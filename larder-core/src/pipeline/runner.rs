//! `RecipePipeline`: the seven stages wired to one provider and feedback log.

use std::sync::Arc;

use serde::Serialize;
use tracing::{error, info};

use crate::error::PipelineError;
use crate::feedback::FeedbackLogger;
use crate::llm::LlmProvider;
use crate::pipeline::stages::{
    AlternateStage, EstimateTimeStage, FeedbackStage, FilterStage, GenerateStage,
    HealthTipsStage, ValidateStage,
};
use crate::pipeline::{run_pipeline, PipelineState, RecipeRequest, StageMetadata, StageRegistry};

/// Result of [`RecipePipeline::generate`], tagged by `status`.
///
/// On success every state field sits beside `"status": "success"`; on
/// failure only `error` and `trace` are present.
#[derive(Debug, Serialize)]
#[serde(tag = "status", rename_all = "snake_case")]
pub enum GenerateResponse {
    Success(Box<PipelineState>),
    Error { error: String, trace: String },
}

impl GenerateResponse {
    pub fn is_success(&self) -> bool {
        matches!(self, GenerateResponse::Success(_))
    }

    pub fn state(&self) -> Option<&PipelineState> {
        match self {
            GenerateResponse::Success(state) => Some(&**state),
            GenerateResponse::Error { .. } => None,
        }
    }
}

impl From<PipelineError> for GenerateResponse {
    fn from(e: PipelineError) -> Self {
        GenerateResponse::Error {
            trace: format!("Recipe generation pipeline aborted at the {} stage", e.stage),
            error: e.to_string(),
        }
    }
}

pub struct RecipePipeline {
    registry: StageRegistry,
}

impl RecipePipeline {
    /// Build the standard pipeline. Every model-backed stage shares `provider`.
    pub fn new(provider: Arc<dyn LlmProvider>, feedback: FeedbackLogger) -> Self {
        let mut registry = StageRegistry::new();
        registry.register(Box::new(ValidateStage::new(provider.clone())));
        registry.register(Box::new(FilterStage::new(provider.clone())));
        registry.register(Box::new(GenerateStage::new(provider.clone())));
        registry.register(Box::new(EstimateTimeStage::new(provider.clone())));
        registry.register(Box::new(HealthTipsStage::new(provider.clone())));
        registry.register(Box::new(AlternateStage::new(provider)));
        registry.register(Box::new(FeedbackStage::new(feedback)));
        Self { registry }
    }

    /// Build a pipeline over a custom set of stages.
    pub fn with_registry(registry: StageRegistry) -> Self {
        Self { registry }
    }

    /// Metadata of every stage, in route order.
    pub fn stages(&self) -> Vec<StageMetadata> {
        self.registry.metadata()
    }

    /// Run one request to completion. A failed stage aborts the run and the
    /// partial state is dropped.
    pub async fn run(&self, request: RecipeRequest) -> Result<PipelineState, PipelineError> {
        let mut state = PipelineState::new(request);
        let ran = run_pipeline(&mut state, &self.registry).await?;
        info!(stages = ran.len(), title = %state.recipe_title(), "Recipe pipeline finished");
        Ok(state)
    }

    /// Like [`run`](Self::run), but folds failure into the response.
    pub async fn generate(&self, request: RecipeRequest) -> GenerateResponse {
        match self.run(request).await {
            Ok(state) => GenerateResponse::Success(Box::new(state)),
            Err(e) => {
                error!("Recipe generation failed: {}", e);
                e.into()
            }
        }
    }
}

▶ Task details: Nothing but the lines from the top of the entries above through the line with "On success every" should be set down, each exactly as written.

▶ Response for this exercise:
filename larder-core/src/pipeline/runner.rs
//! `RecipePipeline`: the seven stages wired to one provider and feedback log.

use std::sync::Arc;

use serde::Serialize;
use tracing::{error, info};

use crate::error::PipelineError;
use crate::feedback::FeedbackLogger;
use crate::llm::LlmProvider;
use crate::pipeline::stages::{
    AlternateStage, EstimateTimeStage, FeedbackStage, FilterStage, GenerateStage,
    HealthTipsStage, ValidateStage,
};
use crate::pipeline::{run_pipeline, PipelineState, RecipeRequest, StageMetadata, StageRegistry};

/// Result of [`RecipePipeline::generate`], tagged by `status`.
///
/// On success every state field sits beside `"status": "success"`; on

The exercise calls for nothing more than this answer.